(Beginning of Data in this exercise)

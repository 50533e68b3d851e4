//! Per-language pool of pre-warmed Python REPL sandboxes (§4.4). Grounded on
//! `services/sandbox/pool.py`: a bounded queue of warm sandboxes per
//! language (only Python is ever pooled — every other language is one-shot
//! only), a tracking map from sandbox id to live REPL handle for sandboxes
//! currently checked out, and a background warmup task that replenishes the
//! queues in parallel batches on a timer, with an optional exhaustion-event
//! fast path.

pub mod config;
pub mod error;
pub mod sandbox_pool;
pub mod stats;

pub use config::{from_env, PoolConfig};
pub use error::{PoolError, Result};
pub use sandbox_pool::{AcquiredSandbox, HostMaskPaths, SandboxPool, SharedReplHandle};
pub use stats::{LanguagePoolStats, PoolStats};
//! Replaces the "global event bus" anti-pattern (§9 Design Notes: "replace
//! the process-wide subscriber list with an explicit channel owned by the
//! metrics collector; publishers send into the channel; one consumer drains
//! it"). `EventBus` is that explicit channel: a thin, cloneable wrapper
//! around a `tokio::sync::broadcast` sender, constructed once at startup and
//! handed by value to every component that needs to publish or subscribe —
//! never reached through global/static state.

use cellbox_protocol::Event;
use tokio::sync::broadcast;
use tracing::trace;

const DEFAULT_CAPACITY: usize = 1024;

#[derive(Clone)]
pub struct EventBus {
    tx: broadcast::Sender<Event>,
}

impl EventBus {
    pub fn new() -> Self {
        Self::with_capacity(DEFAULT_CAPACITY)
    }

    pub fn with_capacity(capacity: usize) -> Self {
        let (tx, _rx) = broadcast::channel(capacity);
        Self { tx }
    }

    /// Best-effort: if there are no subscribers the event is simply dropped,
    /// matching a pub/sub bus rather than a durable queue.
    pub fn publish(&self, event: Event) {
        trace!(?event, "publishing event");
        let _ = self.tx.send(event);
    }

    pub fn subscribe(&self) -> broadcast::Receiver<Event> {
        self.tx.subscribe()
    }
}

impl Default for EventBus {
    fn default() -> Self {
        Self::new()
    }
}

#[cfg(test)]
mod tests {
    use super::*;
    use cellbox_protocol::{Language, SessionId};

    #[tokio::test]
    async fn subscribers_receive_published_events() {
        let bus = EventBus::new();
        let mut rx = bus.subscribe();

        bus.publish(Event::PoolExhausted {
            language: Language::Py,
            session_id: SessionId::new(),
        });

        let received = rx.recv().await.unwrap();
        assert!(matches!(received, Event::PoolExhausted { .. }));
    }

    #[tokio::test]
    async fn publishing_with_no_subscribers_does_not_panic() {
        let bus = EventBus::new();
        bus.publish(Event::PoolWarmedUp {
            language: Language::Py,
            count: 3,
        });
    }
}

(End of Data in this exercise)
(Beginning of Data in this exercise)

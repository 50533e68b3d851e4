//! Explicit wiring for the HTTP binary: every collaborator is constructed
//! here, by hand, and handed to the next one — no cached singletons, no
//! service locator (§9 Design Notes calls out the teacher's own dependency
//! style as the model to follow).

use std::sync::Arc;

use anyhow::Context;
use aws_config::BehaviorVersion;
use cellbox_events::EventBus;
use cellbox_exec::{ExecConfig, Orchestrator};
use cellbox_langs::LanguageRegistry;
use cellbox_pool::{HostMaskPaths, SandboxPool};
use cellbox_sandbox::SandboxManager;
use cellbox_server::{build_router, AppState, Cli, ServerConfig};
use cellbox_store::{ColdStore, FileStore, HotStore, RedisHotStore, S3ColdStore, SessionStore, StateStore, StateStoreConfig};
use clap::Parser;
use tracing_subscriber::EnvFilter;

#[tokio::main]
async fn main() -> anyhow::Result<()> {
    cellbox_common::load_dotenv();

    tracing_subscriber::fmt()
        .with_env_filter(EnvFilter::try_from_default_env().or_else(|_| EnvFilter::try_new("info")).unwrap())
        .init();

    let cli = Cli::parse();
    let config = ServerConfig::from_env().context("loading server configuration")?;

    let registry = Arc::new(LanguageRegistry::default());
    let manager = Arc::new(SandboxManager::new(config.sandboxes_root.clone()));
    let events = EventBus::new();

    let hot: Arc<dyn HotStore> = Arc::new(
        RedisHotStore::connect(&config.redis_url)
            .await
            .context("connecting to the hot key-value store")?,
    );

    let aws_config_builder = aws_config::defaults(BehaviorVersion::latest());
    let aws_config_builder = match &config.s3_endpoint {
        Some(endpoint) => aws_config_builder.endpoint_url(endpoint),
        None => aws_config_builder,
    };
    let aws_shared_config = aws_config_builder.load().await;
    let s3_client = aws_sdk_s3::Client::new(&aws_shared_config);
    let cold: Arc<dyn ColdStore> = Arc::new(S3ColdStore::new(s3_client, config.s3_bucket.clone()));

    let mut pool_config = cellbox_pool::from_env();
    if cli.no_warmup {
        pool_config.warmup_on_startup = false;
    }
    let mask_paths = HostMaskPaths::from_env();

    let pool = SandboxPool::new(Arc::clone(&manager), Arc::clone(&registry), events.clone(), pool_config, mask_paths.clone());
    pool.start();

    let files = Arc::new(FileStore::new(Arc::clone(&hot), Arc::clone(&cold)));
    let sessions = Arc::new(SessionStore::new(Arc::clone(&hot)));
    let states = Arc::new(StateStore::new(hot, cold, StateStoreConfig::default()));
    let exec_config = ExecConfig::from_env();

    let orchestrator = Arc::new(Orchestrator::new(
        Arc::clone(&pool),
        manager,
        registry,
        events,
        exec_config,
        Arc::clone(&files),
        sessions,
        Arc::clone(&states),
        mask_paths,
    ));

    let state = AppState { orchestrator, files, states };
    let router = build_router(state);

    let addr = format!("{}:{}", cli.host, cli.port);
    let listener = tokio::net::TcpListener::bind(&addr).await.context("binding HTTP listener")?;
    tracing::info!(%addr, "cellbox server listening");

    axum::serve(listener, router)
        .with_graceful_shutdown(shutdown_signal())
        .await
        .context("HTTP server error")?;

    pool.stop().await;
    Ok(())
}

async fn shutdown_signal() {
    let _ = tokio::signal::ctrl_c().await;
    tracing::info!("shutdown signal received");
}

(End of Data in this exercise)
(Beginning of Data in this exercise)

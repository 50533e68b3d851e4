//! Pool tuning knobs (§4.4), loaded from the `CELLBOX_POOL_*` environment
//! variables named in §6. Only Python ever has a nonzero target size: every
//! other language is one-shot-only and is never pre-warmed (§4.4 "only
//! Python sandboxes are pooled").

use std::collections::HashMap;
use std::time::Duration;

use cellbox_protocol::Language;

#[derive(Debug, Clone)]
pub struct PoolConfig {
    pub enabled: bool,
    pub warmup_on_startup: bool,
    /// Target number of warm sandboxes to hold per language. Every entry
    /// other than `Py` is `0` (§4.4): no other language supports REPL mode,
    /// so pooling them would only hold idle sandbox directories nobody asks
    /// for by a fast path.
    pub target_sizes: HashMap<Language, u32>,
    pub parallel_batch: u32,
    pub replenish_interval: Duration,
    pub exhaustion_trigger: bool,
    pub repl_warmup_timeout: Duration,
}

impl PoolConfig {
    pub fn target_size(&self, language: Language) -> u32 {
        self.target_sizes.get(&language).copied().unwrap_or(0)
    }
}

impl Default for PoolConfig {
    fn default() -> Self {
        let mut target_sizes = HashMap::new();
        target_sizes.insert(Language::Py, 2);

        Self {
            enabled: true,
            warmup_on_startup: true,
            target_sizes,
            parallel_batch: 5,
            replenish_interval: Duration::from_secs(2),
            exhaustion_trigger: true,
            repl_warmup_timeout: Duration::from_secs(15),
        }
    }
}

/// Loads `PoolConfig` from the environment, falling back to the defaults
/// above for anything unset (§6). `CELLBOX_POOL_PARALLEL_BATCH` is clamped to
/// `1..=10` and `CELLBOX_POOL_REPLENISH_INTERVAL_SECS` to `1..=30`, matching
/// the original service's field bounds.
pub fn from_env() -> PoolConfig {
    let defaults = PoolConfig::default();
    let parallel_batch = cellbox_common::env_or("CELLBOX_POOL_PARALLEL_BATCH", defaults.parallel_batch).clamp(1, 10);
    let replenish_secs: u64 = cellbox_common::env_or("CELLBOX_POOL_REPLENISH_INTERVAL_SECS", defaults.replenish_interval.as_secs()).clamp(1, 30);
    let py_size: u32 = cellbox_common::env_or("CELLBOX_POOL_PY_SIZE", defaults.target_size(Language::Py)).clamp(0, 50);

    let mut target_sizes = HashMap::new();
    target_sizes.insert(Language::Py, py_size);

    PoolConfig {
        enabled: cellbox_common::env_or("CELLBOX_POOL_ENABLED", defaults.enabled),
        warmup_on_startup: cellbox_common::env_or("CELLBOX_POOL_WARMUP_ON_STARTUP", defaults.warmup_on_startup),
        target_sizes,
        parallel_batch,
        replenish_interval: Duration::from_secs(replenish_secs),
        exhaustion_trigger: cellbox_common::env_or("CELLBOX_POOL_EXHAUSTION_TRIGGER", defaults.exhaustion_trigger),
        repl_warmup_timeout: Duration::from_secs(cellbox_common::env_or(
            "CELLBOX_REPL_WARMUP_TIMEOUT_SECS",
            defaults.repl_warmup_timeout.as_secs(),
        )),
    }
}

(End of Data in this exercise)

**Task description**
Take every line above where "addr" appears and copy it.

**Answer for the task**
    let addr = format!("{}:{}", cli.host, cli.port);
    let listener = tokio::net::TcpListener::bind(&addr).await.context("binding HTTP listener")?;
    tracing::info!(%addr, "cellbox server listening");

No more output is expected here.